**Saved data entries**
=== Begin Enclosure ===
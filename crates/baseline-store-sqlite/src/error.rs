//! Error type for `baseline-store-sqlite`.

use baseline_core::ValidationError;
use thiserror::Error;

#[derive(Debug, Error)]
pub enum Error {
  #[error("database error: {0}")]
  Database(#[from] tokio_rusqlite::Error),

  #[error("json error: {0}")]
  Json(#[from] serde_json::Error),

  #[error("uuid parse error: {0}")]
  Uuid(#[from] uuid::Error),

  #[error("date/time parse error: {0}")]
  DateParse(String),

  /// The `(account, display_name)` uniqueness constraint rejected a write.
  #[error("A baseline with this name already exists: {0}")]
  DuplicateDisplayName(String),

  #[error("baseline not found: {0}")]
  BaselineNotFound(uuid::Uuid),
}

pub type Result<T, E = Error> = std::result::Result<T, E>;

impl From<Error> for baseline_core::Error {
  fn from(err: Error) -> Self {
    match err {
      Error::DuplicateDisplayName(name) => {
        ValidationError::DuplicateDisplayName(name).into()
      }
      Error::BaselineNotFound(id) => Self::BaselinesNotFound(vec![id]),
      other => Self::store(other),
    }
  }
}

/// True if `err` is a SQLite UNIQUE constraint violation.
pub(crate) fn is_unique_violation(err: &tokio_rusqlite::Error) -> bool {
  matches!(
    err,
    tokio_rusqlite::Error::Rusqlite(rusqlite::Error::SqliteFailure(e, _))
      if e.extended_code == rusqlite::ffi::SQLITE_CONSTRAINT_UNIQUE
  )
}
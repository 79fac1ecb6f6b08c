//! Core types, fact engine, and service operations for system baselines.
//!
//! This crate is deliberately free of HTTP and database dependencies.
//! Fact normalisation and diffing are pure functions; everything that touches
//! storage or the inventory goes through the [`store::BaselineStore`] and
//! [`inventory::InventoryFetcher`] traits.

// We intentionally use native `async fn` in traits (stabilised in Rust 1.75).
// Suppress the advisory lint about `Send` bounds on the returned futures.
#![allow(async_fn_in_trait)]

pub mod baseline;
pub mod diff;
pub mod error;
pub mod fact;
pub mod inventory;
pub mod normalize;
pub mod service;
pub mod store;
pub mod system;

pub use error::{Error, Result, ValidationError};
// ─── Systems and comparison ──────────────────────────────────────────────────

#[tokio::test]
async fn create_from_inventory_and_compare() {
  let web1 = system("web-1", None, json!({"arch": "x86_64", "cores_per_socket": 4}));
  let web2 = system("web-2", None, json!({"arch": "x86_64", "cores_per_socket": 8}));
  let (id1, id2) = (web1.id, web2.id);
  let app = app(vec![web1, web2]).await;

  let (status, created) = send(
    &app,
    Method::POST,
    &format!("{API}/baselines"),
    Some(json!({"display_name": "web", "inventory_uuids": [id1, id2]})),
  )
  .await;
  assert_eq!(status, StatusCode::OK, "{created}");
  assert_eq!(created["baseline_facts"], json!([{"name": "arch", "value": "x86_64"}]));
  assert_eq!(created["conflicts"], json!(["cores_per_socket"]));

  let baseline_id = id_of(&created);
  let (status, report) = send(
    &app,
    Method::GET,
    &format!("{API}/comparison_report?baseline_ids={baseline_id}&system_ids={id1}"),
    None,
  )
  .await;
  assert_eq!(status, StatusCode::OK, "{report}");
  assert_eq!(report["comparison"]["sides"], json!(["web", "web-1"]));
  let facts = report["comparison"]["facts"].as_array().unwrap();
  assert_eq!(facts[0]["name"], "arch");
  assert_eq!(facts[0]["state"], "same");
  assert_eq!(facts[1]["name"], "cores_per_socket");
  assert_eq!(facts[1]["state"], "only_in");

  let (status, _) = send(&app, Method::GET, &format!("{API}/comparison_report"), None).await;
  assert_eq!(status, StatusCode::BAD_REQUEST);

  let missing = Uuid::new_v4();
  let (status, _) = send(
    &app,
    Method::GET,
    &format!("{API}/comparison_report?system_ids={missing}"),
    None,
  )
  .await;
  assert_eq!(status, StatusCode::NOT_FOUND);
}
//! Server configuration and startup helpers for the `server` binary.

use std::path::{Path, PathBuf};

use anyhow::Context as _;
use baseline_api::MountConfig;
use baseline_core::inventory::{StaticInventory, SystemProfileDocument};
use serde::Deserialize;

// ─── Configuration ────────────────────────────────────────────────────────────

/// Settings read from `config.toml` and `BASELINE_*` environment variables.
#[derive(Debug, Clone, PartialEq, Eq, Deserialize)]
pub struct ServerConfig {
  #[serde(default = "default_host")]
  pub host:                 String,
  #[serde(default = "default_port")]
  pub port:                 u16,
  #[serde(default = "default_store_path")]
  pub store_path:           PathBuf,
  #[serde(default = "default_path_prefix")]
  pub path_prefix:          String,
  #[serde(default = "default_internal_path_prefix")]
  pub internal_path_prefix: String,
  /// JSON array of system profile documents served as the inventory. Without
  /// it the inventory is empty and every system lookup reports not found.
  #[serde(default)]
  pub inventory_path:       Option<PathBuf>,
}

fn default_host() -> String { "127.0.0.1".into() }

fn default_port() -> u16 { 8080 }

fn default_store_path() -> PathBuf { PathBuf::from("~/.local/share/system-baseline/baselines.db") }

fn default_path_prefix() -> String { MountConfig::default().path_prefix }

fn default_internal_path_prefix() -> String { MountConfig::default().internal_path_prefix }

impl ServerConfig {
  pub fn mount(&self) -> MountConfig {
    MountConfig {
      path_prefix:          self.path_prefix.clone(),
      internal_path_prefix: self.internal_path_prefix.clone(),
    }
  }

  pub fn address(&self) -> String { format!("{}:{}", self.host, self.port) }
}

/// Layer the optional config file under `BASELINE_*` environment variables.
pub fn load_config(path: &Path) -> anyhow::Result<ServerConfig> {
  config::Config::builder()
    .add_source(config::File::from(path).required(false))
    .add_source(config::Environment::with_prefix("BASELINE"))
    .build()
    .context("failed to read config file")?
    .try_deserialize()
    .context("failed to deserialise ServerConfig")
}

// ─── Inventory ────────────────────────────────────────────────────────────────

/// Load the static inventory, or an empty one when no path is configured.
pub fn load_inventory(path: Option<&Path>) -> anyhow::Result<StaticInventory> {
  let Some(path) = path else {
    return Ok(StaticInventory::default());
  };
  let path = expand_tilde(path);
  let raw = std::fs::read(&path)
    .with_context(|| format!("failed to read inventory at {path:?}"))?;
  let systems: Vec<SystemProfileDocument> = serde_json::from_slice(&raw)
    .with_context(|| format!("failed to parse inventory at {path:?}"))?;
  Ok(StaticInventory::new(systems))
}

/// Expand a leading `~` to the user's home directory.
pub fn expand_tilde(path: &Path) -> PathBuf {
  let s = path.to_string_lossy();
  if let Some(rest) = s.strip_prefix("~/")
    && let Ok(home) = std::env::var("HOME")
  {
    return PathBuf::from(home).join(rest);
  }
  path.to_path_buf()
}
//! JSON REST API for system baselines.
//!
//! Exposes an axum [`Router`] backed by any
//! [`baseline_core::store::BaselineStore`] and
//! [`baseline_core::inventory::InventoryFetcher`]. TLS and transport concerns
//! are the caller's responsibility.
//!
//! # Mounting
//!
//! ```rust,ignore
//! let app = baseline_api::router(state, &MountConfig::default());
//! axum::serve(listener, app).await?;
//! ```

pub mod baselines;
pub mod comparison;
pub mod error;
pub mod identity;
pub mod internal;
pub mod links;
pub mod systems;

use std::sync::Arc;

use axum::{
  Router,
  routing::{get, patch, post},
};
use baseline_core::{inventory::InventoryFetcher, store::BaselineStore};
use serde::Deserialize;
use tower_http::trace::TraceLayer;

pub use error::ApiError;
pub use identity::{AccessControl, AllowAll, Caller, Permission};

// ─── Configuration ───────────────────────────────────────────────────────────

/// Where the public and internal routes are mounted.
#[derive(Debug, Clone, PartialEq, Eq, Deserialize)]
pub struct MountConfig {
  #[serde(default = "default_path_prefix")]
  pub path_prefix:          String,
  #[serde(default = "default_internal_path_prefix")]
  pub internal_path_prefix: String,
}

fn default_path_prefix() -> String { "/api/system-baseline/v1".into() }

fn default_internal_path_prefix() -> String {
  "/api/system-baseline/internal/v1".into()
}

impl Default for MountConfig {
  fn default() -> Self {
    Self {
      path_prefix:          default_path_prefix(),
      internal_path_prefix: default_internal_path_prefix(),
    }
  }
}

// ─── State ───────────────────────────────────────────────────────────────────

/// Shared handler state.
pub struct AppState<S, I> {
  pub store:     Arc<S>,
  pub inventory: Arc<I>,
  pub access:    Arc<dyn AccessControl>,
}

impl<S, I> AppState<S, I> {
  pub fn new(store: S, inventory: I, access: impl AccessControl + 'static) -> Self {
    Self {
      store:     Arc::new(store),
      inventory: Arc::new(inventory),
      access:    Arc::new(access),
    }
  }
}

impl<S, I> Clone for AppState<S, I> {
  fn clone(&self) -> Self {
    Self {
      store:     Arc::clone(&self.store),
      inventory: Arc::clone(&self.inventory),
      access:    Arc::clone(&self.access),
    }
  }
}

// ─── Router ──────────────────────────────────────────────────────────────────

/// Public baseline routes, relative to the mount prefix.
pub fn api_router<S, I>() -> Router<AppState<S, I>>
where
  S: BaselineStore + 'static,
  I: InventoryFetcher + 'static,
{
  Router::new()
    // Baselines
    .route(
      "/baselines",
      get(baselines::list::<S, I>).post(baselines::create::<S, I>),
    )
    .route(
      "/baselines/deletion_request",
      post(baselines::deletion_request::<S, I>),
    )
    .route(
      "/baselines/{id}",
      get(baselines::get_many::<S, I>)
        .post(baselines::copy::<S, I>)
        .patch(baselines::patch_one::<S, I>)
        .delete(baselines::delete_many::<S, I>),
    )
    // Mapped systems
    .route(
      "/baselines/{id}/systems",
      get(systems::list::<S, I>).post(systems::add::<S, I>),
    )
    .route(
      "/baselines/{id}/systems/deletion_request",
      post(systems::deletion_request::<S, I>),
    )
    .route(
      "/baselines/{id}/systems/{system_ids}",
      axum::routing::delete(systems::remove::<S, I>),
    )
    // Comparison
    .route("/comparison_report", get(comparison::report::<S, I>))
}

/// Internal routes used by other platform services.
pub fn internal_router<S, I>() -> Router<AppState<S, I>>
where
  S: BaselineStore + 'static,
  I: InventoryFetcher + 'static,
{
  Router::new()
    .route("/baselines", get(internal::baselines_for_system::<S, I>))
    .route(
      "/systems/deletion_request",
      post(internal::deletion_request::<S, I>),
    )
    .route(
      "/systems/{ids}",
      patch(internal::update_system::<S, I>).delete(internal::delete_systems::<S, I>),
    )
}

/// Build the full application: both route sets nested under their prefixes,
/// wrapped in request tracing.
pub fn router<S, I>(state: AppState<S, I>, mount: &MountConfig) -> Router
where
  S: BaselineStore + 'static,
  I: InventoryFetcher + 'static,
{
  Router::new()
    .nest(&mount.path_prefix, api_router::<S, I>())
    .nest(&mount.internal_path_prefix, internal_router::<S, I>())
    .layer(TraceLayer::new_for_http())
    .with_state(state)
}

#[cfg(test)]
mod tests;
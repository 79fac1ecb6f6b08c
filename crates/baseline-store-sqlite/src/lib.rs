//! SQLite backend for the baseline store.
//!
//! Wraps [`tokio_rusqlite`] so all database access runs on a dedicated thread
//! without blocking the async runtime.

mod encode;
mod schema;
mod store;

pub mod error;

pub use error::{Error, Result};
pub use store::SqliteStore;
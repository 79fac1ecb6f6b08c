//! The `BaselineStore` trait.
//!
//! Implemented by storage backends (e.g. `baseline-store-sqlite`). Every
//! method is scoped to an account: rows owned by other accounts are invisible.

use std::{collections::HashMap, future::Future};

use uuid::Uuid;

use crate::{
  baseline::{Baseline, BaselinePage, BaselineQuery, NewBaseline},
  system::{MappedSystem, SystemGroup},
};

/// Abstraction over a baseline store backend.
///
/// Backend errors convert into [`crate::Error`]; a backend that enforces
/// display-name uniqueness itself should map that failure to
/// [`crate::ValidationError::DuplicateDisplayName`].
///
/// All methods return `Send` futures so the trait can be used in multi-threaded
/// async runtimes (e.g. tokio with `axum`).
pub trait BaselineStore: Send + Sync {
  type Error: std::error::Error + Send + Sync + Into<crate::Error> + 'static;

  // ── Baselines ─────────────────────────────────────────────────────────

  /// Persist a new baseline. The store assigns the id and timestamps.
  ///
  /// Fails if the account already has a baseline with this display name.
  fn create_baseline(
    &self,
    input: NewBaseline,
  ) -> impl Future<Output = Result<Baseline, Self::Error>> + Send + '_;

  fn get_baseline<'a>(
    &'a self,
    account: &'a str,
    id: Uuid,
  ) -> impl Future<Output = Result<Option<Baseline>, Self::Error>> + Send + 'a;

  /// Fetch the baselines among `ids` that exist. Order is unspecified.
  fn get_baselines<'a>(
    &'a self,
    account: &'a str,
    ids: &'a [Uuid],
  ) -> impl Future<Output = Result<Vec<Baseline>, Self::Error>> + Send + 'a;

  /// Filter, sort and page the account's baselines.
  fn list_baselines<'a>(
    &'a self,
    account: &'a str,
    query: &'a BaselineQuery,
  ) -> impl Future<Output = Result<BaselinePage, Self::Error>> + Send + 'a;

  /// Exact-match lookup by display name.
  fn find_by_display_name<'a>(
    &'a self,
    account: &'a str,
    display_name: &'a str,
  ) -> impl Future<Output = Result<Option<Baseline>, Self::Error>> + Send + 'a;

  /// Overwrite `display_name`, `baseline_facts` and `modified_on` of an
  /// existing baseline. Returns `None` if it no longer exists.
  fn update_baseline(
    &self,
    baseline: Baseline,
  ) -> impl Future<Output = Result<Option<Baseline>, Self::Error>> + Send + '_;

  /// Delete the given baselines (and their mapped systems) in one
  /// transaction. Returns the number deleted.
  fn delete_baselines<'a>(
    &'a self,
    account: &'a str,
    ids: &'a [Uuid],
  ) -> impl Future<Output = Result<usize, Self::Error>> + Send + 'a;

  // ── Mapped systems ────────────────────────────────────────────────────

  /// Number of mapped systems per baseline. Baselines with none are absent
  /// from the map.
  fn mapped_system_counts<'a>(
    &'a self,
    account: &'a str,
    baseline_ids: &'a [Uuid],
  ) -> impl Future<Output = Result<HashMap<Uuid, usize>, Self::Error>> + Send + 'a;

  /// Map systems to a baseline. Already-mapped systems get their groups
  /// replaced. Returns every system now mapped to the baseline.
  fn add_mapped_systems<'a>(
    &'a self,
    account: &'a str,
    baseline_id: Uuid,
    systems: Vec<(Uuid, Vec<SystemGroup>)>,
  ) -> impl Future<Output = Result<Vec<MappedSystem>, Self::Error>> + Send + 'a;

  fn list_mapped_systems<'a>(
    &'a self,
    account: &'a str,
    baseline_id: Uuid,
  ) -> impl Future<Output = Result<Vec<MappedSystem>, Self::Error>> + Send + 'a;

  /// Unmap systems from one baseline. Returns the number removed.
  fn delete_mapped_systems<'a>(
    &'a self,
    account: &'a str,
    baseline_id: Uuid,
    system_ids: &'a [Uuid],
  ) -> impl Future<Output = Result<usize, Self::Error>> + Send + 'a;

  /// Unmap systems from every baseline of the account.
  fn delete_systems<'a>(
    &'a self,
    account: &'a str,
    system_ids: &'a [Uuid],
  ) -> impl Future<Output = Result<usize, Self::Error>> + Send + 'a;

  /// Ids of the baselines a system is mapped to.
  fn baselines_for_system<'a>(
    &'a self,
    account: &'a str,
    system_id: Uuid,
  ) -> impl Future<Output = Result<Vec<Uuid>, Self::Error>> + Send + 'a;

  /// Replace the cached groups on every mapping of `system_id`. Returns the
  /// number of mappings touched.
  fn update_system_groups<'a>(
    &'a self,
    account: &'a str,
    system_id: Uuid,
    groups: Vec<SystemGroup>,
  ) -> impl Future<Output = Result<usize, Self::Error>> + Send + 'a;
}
=== End Enclosure ===
**Your task**
Give back the lines of the data exactly as they are written, from the first line through the line containing "async fn create_from_inventory_and_compare()".

**Completed exercise**
filename crates/baseline-store-sqlite/src/error.rs
//! Error type for `baseline-store-sqlite`.

use baseline_core::ValidationError;
use thiserror::Error;

#[derive(Debug, Error)]
pub enum Error {
  #[error("database error: {0}")]
  Database(#[from] tokio_rusqlite::Error),

  #[error("json error: {0}")]
  Json(#[from] serde_json::Error),

  #[error("uuid parse error: {0}")]
  Uuid(#[from] uuid::Error),

  #[error("date/time parse error: {0}")]
  DateParse(String),

  /// The `(account, display_name)` uniqueness constraint rejected a write.
  #[error("A baseline with this name already exists: {0}")]
  DuplicateDisplayName(String),

  #[error("baseline not found: {0}")]
  BaselineNotFound(uuid::Uuid),
}

pub type Result<T, E = Error> = std::result::Result<T, E>;

impl From<Error> for baseline_core::Error {
  fn from(err: Error) -> Self {
    match err {
      Error::DuplicateDisplayName(name) => {
        ValidationError::DuplicateDisplayName(name).into()
      }
      Error::BaselineNotFound(id) => Self::BaselinesNotFound(vec![id]),
      other => Self::store(other),
    }
  }
}

/// True if `err` is a SQLite UNIQUE constraint violation.
pub(crate) fn is_unique_violation(err: &tokio_rusqlite::Error) -> bool {
  matches!(
    err,
    tokio_rusqlite::Error::Rusqlite(rusqlite::Error::SqliteFailure(e, _))
      if e.extended_code == rusqlite::ffi::SQLITE_CONSTRAINT_UNIQUE
  )
}
repository 79fac1ecb6f6b08c
//! Core types, fact engine, and service operations for system baselines.
//!
//! This crate is deliberately free of HTTP and database dependencies.
//! Fact normalisation and diffing are pure functions; everything that touches
//! storage or the inventory goes through the [`store::BaselineStore`] and
//! [`inventory::InventoryFetcher`] traits.

// We intentionally use native `async fn` in traits (stabilised in Rust 1.75).
// Suppress the advisory lint about `Send` bounds on the returned futures.
#![allow(async_fn_in_trait)]

pub mod baseline;
pub mod diff;
pub mod error;
pub mod fact;
pub mod inventory;
pub mod normalize;
pub mod service;
pub mod store;
pub mod system;

pub use error::{Error, Result, ValidationError};
// ─── Systems and comparison ──────────────────────────────────────────────────

#[tokio::test]
async fn create_from_inventory_and_compare() {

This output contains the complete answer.